What you will do: Restate all the data exactly, so that each line is the same as before.

Records from a dataset:
========

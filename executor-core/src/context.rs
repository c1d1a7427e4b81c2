// Copyright (c) Contributors to the contract-executor project.
// SPDX-License-Identifier: Apache-2.0

//! Per-contract configuration and metrics shared by every component of
//! the pipeline (`BatchesManager`, `BatchExecutionTask`,
//! `ProofOfExecution`). Mirrors the teacher's `consensus/core::Context`:
//! one `Arc<Context>` handed to every component at construction instead
//! of threading individual config/metrics arguments through each call.

use std::sync::Arc;

use executor_config::{Committee, ContractConfig, ExecutorConfig, ExecutorKeyPair};
use executor_types::ContractKey;

use crate::metrics::ExecutorMetrics;

pub struct Context {
    /// This executor's identity and signing key for the contract.
    pub own_key_pair: ExecutorKeyPair,
    /// The contract this pipeline instance serves.
    pub contract_key: ContractKey,
    /// The executor cohort assigned to this contract.
    pub committee: Committee,
    /// Process-wide executor configuration.
    pub executor_config: ExecutorConfig,
    /// Per-contract configuration.
    pub contract_config: ContractConfig,
    /// Metrics shared by every component in this pipeline.
    pub metrics: Arc<ExecutorMetrics>,
}

impl Context {
    pub fn new(
        own_key_pair: ExecutorKeyPair,
        contract_key: ContractKey,
        committee: Committee,
        executor_config: ExecutorConfig,
        contract_config: ContractConfig,
        metrics: Arc<ExecutorMetrics>,
    ) -> Self {
        Self {
            own_key_pair,
            contract_key,
            committee,
            executor_config,
            contract_config,
            metrics,
        }
    }

    /// `⌈2N/3⌉` of the contract's executor cohort, including self (spec
    /// §4.2 THRESHOLD_MET).
    pub fn threshold(&self) -> usize {
        self.committee.threshold()
    }

    #[cfg(test)]
    pub fn new_for_test() -> (Self, executor_config::ExecutorKeyPair) {
        let own = ExecutorKeyPair::generate();
        let peer_a = ExecutorKeyPair::generate();
        let peer_b = ExecutorKeyPair::generate();
        let committee = Committee::new([own.public_key(), peer_a.public_key(), peer_b.public_key()]);
        let context = Self::new(
            own,
            ContractKey::zero(),
            committee,
            ExecutorConfig::default(),
            ContractConfig::default(),
            ExecutorMetrics::new_for_test(),
        );
        (context, peer_a)
    }
}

========

Task response:
filename executor-core/src/context.rs
repository c1d1a7427e4b81c2
// Copyright (c) Contributors to the contract-executor project.
// SPDX-License-Identifier: Apache-2.0

//! Per-contract configuration and metrics shared by every component of
//! the pipeline (`BatchesManager`, `BatchExecutionTask`,
//! `ProofOfExecution`). Mirrors the teacher's `consensus/core::Context`:
//! one `Arc<Context>` handed to every component at construction instead
//! of threading individual config/metrics arguments through each call.

use std::sync::Arc;

use executor_config::{Committee, ContractConfig, ExecutorConfig, ExecutorKeyPair};
use executor_types::ContractKey;

use crate::metrics::ExecutorMetrics;

pub struct Context {
    /// This executor's identity and signing key for the contract.
    pub own_key_pair: ExecutorKeyPair,
    /// The contract this pipeline instance serves.
    pub contract_key: ContractKey,
    /// The executor cohort assigned to this contract.
    pub committee: Committee,
    /// Process-wide executor configuration.
    pub executor_config: ExecutorConfig,
    /// Per-contract configuration.
    pub contract_config: ContractConfig,
    /// Metrics shared by every component in this pipeline.
    pub metrics: Arc<ExecutorMetrics>,
}

impl Context {
    pub fn new(
        own_key_pair: ExecutorKeyPair,
        contract_key: ContractKey,
        committee: Committee,
        executor_config: ExecutorConfig,
        contract_config: ContractConfig,
        metrics: Arc<ExecutorMetrics>,
    ) -> Self {
        Self {
            own_key_pair,
            contract_key,
            committee,
            executor_config,
            contract_config,
            metrics,
        }
    }

    /// `⌈2N/3⌉` of the contract's executor cohort, including self (spec
    /// §4.2 THRESHOLD_MET).
    pub fn threshold(&self) -> usize {
        self.committee.threshold()
    }

    #[cfg(test)]
    pub fn new_for_test() -> (Self, executor_config::ExecutorKeyPair) {
        let own = ExecutorKeyPair::generate();
        let peer_a = ExecutorKeyPair::generate();
        let peer_b = ExecutorKeyPair::generate();
        let committee = Committee::new([own.public_key(), peer_a.public_key(), peer_b.public_key()]);
        let context = Self::new(
            own,
            ContractKey::zero(),
            committee,
            ExecutorConfig::default(),
            ContractConfig::default(),
            ExecutorMetrics::new_for_test(),
        );
        (context, peer_a)
    }
}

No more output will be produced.